* **Task requirements**:
The records appear below. Report how many of their lines contain the word "events", giving the number alone.

* **Record extracts**:

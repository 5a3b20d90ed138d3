pub mod hash;
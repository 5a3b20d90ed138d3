//! Rendering of outcomes, events and query results.

use anyhow::Result;
use raid_core::{
    ActionResult, BossView, CharacterState, ExecutionOutcome, GameEvent, RewardToken,
};
use serde::Serialize;

use crate::config::OutputFormat;

pub fn print_json<T: Serialize>(value: &T) -> Result<()> {
    println!("{}", serde_json::to_string_pretty(value)?);
    Ok(())
}

pub fn print_outcome(format: OutputFormat, outcome: &ExecutionOutcome) -> Result<()> {
    if format == OutputFormat::Json {
        return print_json(outcome);
    }

    println!("committed at nonce {}", outcome.nonce);
    if let Some(summary) = summarize(&outcome.action_result) {
        println!("{summary}");
    }
    for event in &outcome.events {
        println!("  {}", describe(event));
    }
    Ok(())
}

fn summarize(result: &ActionResult) -> Option<String> {
    match result {
        ActionResult::BossCreated(instance) => Some(format!("active boss instance: {instance}")),
        ActionResult::ExperienceGranted(change) => Some(format!(
            "experience {} (level {} -> {})",
            change.experience, change.previous_level, change.level
        )),
        ActionResult::RewardClaimed(token) => Some(format!(
            "minted token #{} worth {}",
            token.id, token.reward
        )),
        _ => None,
    }
}

/// One-line human description of an event.
pub fn describe(event: &GameEvent) -> String {
    match event {
        GameEvent::BossCreatedOrUpdated {
            boss_key,
            boss_instance,
        } => format!("boss {boss_key} is now active as instance {boss_instance}"),
        GameEvent::CharacterCreated { owner } => format!("{owner} created a character"),
        GameEvent::ExperienceGranted {
            owner,
            amount,
            experience,
            level,
        } => format!("{owner} gained {amount} xp ({experience} total, level {level})"),
        GameEvent::LevelUp { owner, level } => format!("{owner} reached level {level}"),
        GameEvent::AttackRound {
            boss_instance,
            boss_hp,
            damage,
            attacker,
            boss_damage,
        } => format!(
            "{attacker} hit boss {boss_instance} for {damage} (boss hp {boss_hp}), took {boss_damage}"
        ),
        GameEvent::BossKilled {
            boss_instance,
            kill_sequence,
            killer,
        } => format!("{killer} killed boss {boss_instance} (kill #{kill_sequence})"),
        GameEvent::CharacterDied { owner } => format!("{owner} died"),
        GameEvent::CharacterRevived { healer, healed } => format!("{healer} revived {healed}"),
        GameEvent::RewardGranted {
            owner,
            token_id,
            reward,
            kill_sequence,
        } => format!("{owner} received token #{token_id} worth {reward} for kill #{kill_sequence}"),
        GameEvent::OperatorTransferred { previous, new } => {
            format!("operator role moved from {previous} to {new}")
        }
    }
}

pub fn print_boss(format: OutputFormat, boss: &BossView) -> Result<()> {
    if format == OutputFormat::Json {
        return print_json(boss);
    }
    if boss.is_sentinel() {
        println!("no active boss");
    } else {
        println!(
            "{} ({}): hp {}, damage {}, reward {}",
            boss.name, boss.key, boss.hp, boss.damage, boss.reward
        );
    }
    Ok(())
}

pub fn print_character(format: OutputFormat, character: &CharacterState) -> Result<()> {
    if format == OutputFormat::Json {
        return print_json(character);
    }
    println!(
        "{} ({}): {} hp {}/{}, level {}, xp {}",
        character.name,
        character.owner,
        character.status,
        character.hp,
        character.max_hp,
        character.level,
        character.experience
    );
    Ok(())
}

pub fn print_token(format: OutputFormat, token: &RewardToken) -> Result<()> {
    if format == OutputFormat::Json {
        return print_json(token);
    }
    println!(
        "token #{} owned by {}: reward {} from boss instance {} (kill #{})",
        token.id, token.owner, token.reward, token.boss_instance, token.kill_sequence
    );
    Ok(())
}
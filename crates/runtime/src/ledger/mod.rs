//! Token ownership ledger.
//!
//! The game state is the source of truth for minted rewards; the ledger is the
//! external view other systems query for `balance_of` / `owner_of`. The
//! simulation worker mirrors every committed mint into it.

mod error;
mod memory;

pub use error::LedgerError;
pub use memory::InMemoryTokenLedger;

use raid_core::{Identity, RewardToken, TokenId};

pub type Result<T> = std::result::Result<T, LedgerError>;

/// Ownership records for minted reward tokens.
pub trait TokenLedger: Send + Sync {
    /// Records a freshly minted token. Token ids are never reused.
    fn mint(&self, token: &RewardToken) -> Result<()>;

    /// Number of tokens held by `owner`.
    fn balance_of(&self, owner: &Identity) -> Result<usize>;

    fn owner_of(&self, token: TokenId) -> Result<Option<Identity>>;
}
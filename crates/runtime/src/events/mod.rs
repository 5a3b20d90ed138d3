//! Topic-based event bus for runtime events.
//!
//! Committed game events go to [`Topic::Notifications`]; refused requests go
//! to [`Topic::Rejections`]. Consumers subscribe only to what they need.

mod bus;
mod types;

pub use bus::{Event, EventBus, Topic};
pub use types::{Notification, Rejection};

* **Solution to this problem**:
5